Kız kardeşimle aynı okulda okuyorduk ve bu geziye ikimiz de katıldık :) kaçar mı ?  gideceğimiz ülke Ürdün dü .Derken hazırlıklar başladı tabi kafamızda hep aynı soru o  kuru çöl sıcağına nasıl katlanacağız  , Neyse annem ve babam bize okula kadar eşlik etti ve bir gece iki günlük otobüs  yolculuğumuz başladı.

Yolculuk gerçekten yorucu ama bir o kadar da keyifli geçmişti,
çeşitli tesislerde durup molalar verip ,yemek yeyip , dinlenip  yolculuğumuza devam ediyorduk, ilk durağımız Suriye olmuştu ,
çünkü otobüste eğitim için Suriye deki bir üniversiteye bırakılacak öğrenciler  de vardı .

Onları bıraktıktan sonra Ürdün ün başkenti ammana giriş yaptık ,
bize rehberlik eden  hocamız adem bey bizi burada indirdikten sonra kalacağımız yer olan Zerka üniversitesinin yurduna bırakmak için bir taksi kiraladı ,bu sırada saat gece bir falandı.

Gece yurdumuza girmiş   ,üniversitenin öğrencileriyle kısa bir tanışmadan sonra odalarımıza yerleşmiştik.ve sabah uyanır uyanmaz ilk Arapça eğitimi için sınıflara geçecektik ,yapılır mı bu ilk günden ah be :)


Üç aylık bir eğitim dönemine böylelikle başlamış olduk, bir çok güzel insan tanıdık , öğretmenler çok kafa ve tatlı insanlardı, bizde hiç bir yerde  Türkçe kelime duyamamanın verdiği  şaşkınlık  ve hüzün duygularıyla Arapçayı yakından tanıyorduk .inanılmaz bir deneyimdi.
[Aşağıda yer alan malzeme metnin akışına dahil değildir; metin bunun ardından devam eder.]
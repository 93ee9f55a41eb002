//! SSH and SCP argument construction

use log::debug;
use std::path::PathBuf;

use crate::config::{env, ssh};
use crate::runpod::SshEndpoint;

/// How to reach a pod with the local ssh/scp clients
#[derive(Debug, Clone, PartialEq, Eq)]
pub struct SshCommand {
    endpoint: SshEndpoint,
    identity: Option<PathBuf>,
}

impl SshCommand {
    /// Build for an endpoint, optionally with an identity file
    pub fn new(endpoint: SshEndpoint, identity: Option<PathBuf>) -> Self {
        Self { endpoint, identity }
    }

    /// Build with the identity from `resolve_identity`
    pub fn for_endpoint(endpoint: SshEndpoint) -> Self {
        Self::new(endpoint, resolve_identity())
    }

    pub fn endpoint(&self) -> &SshEndpoint {
        &self.endpoint
    }

    /// Options shared by ssh and scp (everything but the port flag)
    fn common_options(&self) -> Vec<String> {
        let mut args: Vec<String> = ssh::OPTIONS.iter().map(|s| s.to_string()).collect();
        if let Some(identity) = &self.identity {
            args.push("-i".to_string());
            args.push(identity.display().to_string());
        }
        args
    }

    /// Arguments for `ssh`, without a trailing remote command
    pub fn ssh_args(&self) -> Vec<String> {
        let mut args = vec![
            self.endpoint.destination(),
            "-p".to_string(),
            self.endpoint.port.to_string(),
        ];
        args.extend(self.common_options());
        args
    }

    /// Arguments for `scp -r` copying a remote path to a local one
    pub fn scp_pull_args(&self, remote_path: &str, local_path: &str) -> Vec<String> {
        let mut args = vec![
            "-r".to_string(),
            "-P".to_string(),
            self.endpoint.port.to_string(),
        ];
        args.extend(self.common_options());
        args.push(format!("{}:{}", self.endpoint.destination(), remote_path));
        args.push(local_path.to_string());
        args
    }

    /// The ssh invocation as a single shell-ready string
    pub fn to_shell_string(&self) -> String {
        std::iter::once("ssh".to_string())
            .chain(self.ssh_args().iter().map(|a| shell_quote(a)))
            .collect::<Vec<_>>()
            .join(" ")
    }
}

/// Identity file: `POD_SSH_KEY` if set, else `~/.ssh/id_ed25519` if it exists
pub fn resolve_identity() -> Option<PathBuf> {
    if let Ok(key) = std::env::var(env::SSH_KEY) {
        if !key.is_empty() {
            debug!("Using SSH key from {}: {}", env::SSH_KEY, key);
            return Some(PathBuf::from(key));
        }
    }

    let default_key = dirs::home_dir()?.join(ssh::DEFAULT_KEY);
    if default_key.exists() {
        debug!("Using default SSH key {}", default_key.display());
        Some(default_key)
    } else {
        None
    }
}

/// Quote a word for POSIX sh; safe words pass through untouched
pub fn shell_quote(word: &str) -> String {
    let safe = !word.is_empty()
        && word
            .chars()
            .all(|c| c.is_ascii_alphanumeric() || "@%+=:,./-_".contains(c));
    if safe {
        word.to_string()
    } else {
        format!("'{}'", word.replace('\'', r"'\''"))
    }
}

/// Join a path below the remote working directory
pub fn remote_path(remote_dir: &str, relative: &str) -> String {
    format!(
        "{}/{}",
        remote_dir.trim_end_matches('/'),
        relative.trim_start_matches("./")
    )
}

#[cfg(test)]
mod tests {
    use super::*;

    fn endpoint() -> SshEndpoint {
        SshEndpoint {
            user: "root".to_string(),
            ip: "213.173.1.5".to_string(),
            port: 40123,
        }
    }

    #[test]
    fn test_ssh_args_without_identity() {
        let cmd = SshCommand::new(endpoint(), None);
        assert_eq!(
            cmd.ssh_args(),
            vec![
                "root@213.173.1.5",
                "-p",
                "40123",
                "-o",
                "StrictHostKeyChecking=no",
                "-o",
                "UserKnownHostsFile=/dev/null",
            ]
        );
    }

    #[test]
    fn test_ssh_args_with_identity() {
        let cmd = SshCommand::new(endpoint(), Some(PathBuf::from("/home/me/.ssh/pod")));
        let args = cmd.ssh_args();
        assert_eq!(&args[args.len() - 2..], ["-i", "/home/me/.ssh/pod"]);
    }

    #[test]
    fn test_scp_pull_args() {
        let cmd = SshCommand::new(endpoint(), None);
        let args = cmd.scp_pull_args("/workspace/out", "./out");
        assert_eq!(&args[..3], ["-r", "-P", "40123"]);
        assert_eq!(
            &args[args.len() - 2..],
            ["root@213.173.1.5:/workspace/out", "./out"]
        );
        assert!(!args.contains(&"-p".to_string()));
    }

    #[test]
    fn test_to_shell_string() {
        let cmd = SshCommand::new(endpoint(), Some(PathBuf::from("/keys/my key")));
        assert_eq!(
            cmd.to_shell_string(),
            "ssh root@213.173.1.5 -p 40123 -o StrictHostKeyChecking=no \
             -o UserKnownHostsFile=/dev/null -i '/keys/my key'"
        );
    }

    #[test]
    fn test_shell_quote() {
        assert_eq!(shell_quote("plain-word_1.txt"), "plain-word_1.txt");
        assert_eq!(shell_quote("two words"), "'two words'");
        assert_eq!(shell_quote("it's"), r"'it'\''s'");
        assert_eq!(shell_quote(""), "''");
        assert_eq!(shell_quote("$HOME"), "'$HOME'");
    }

    #[test]
    fn test_remote_path() {
        assert_eq!(remote_path("/workspace", "out"), "/workspace/out");
        assert_eq!(remote_path("/workspace/", "./out"), "/workspace/out");
    }
}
Bu eğitim sırasında gerçekten çok yer gezip çok eğlendik ,ve bir kere daha gezip farklı kültürleri öğrenmenin insana neler kattığı ve neler hissettirdiğini öğrenmiş oldum ,

Ürdün de arkadaşlarımızla üniversiteden taksiyle çarşıya gidip resmen oraları alt üst ediyorduk , bildiğimiz kadarıyla Arapçayı yerlilerle konuşuyor kendimizi tanıtıyor onlarla  muhabbet ediyorduk , yerel halk Türkiyeyi ve Türkleri çook çook seviyor bunu duysaydık belki inanmazdık fakat birebir yaşayınca bunu anladık,







Onlar Recep Tayyip Erdoğan ın nasıl bir lider olduğunu ve onu ne kadar sevdiklerini bize anlatıp anlatıp durdular:) . Eğitime gelince günde yaklaşık 6 -7 saat gibi bir ders zamanımız oluyordu ,Arapça gerçekten zor bir dildi fakat Araplarla iç içe olduğumuz için epeyce şey öğrenmiştik.
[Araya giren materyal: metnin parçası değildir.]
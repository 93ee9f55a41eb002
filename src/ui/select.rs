//! Interactive pod selection

use dialoguer::{theme::ColorfulTheme, Select};
use log::debug;

use crate::error::{PodError, Result};
use crate::runpod::Pod;

/// Prompt the user to pick one of several pods, returning its index
pub fn select_pod(pods: &[Pod]) -> Result<usize> {
    eprintln!("\nMultiple pods found on this account:");

    let items: Vec<String> = pods.iter().map(pod_label).collect();
    let selection = Select::with_theme(&ColorfulTheme::default())
        .with_prompt("Select a pod")
        .items(&items)
        .default(0)
        .interact()
        .map_err(|e| PodError::Prompt(format!("Failed to select pod: {}", e)))?;

    debug!("User selected pod: {}", pods[selection].id);
    Ok(selection)
}

fn pod_label(pod: &Pod) -> String {
    format!("{} ({}, {})", pod.name, pod.id, pod.status_label())
}

#[cfg(test)]
mod tests {
    use super::*;

    #[test]
    fn test_pod_label() {
        let pod = Pod {
            id: "p-1".to_string(),
            name: "trainer".to_string(),
            desired_status: Some("EXITED".to_string()),
            gpu_count: None,
            runtime: None,
        };
        assert_eq!(pod_label(&pod), "trainer (p-1, EXITED)");
    }
}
Bu eğitim programının içinde Ürdün ün turistlik yerlerinin öğrencilere gezdirilmesi filanda vardı  belirli aralıklarla  bu yerlere gidip gezilecekti ,evet şimdi o en güzel yere geldik:)
İlk olarak nereye gittiğimizi hatırlamıyorum çünkü üzerinden altı yıl geçti.





Anlatmaya bende derin izler bırakan , çok etkilendiğim ,dünyanın yedi harikasından biri olan kayıp kent Petra'yla başlıyayım :) Petra 
bildiğiniz üzere dünyanın 7 harikasından biri olarak dünyaya ün salmıştır , bu kayıp  kentin hikayesi şöyledir,  Mö 400 lü yıllarda nebatilere başkentlik yapmış daha sonra roma imparatorluğu tarafından işgal edilmiştir.400 lü yıllardan sonra deprem ve ekonomik sıkıntılardan dolayı kent gözden düşmüş ve unutulmuştur, ancak daha sonra araştırmalar sonucu Petradaki el Kezahne -nin (el hazne) altında gizli bir bölüm olduğu ve buranın kral mezarları olduğu anlaşılmıştır.

1812 yılında İsviçreli gezgin Johann Burckhardt tarafından kent yeniden  bulunmuştur,ayrıntılı bilgi için wikipedi :)














Petra antik kenti gezmemiz yaklaşık  altı yedi saat  sürdü yemek molası haricinde hiç durmadan gezdik fotoğraf çektik  , birde çanta kayıp olayı oldu her neyse onuda bulduk :) inanılmaz kavurucu bir sıcak vardı burun damlalarıyla gezdim diyebilirim , su satın almaksa ayrı bir dert sıkıntı oldu normal suyun yaklaşık beş katı filan fiyatına satıyorlardı ,tüm bunlara rağmen iyi ki gelmişim dedirten bir gezi oldu .kızıl şehir an be an insanı büyülüyordu ,
beni geçmişte gibi  hissettiriyordu ,koskoca şehir derin kayaların arasına saklanmış gibiydi,  eğer  bir yapılacaklar listeniz varsa Petra antik kenti kesinlikle bu listeye dahil etmelisiniz .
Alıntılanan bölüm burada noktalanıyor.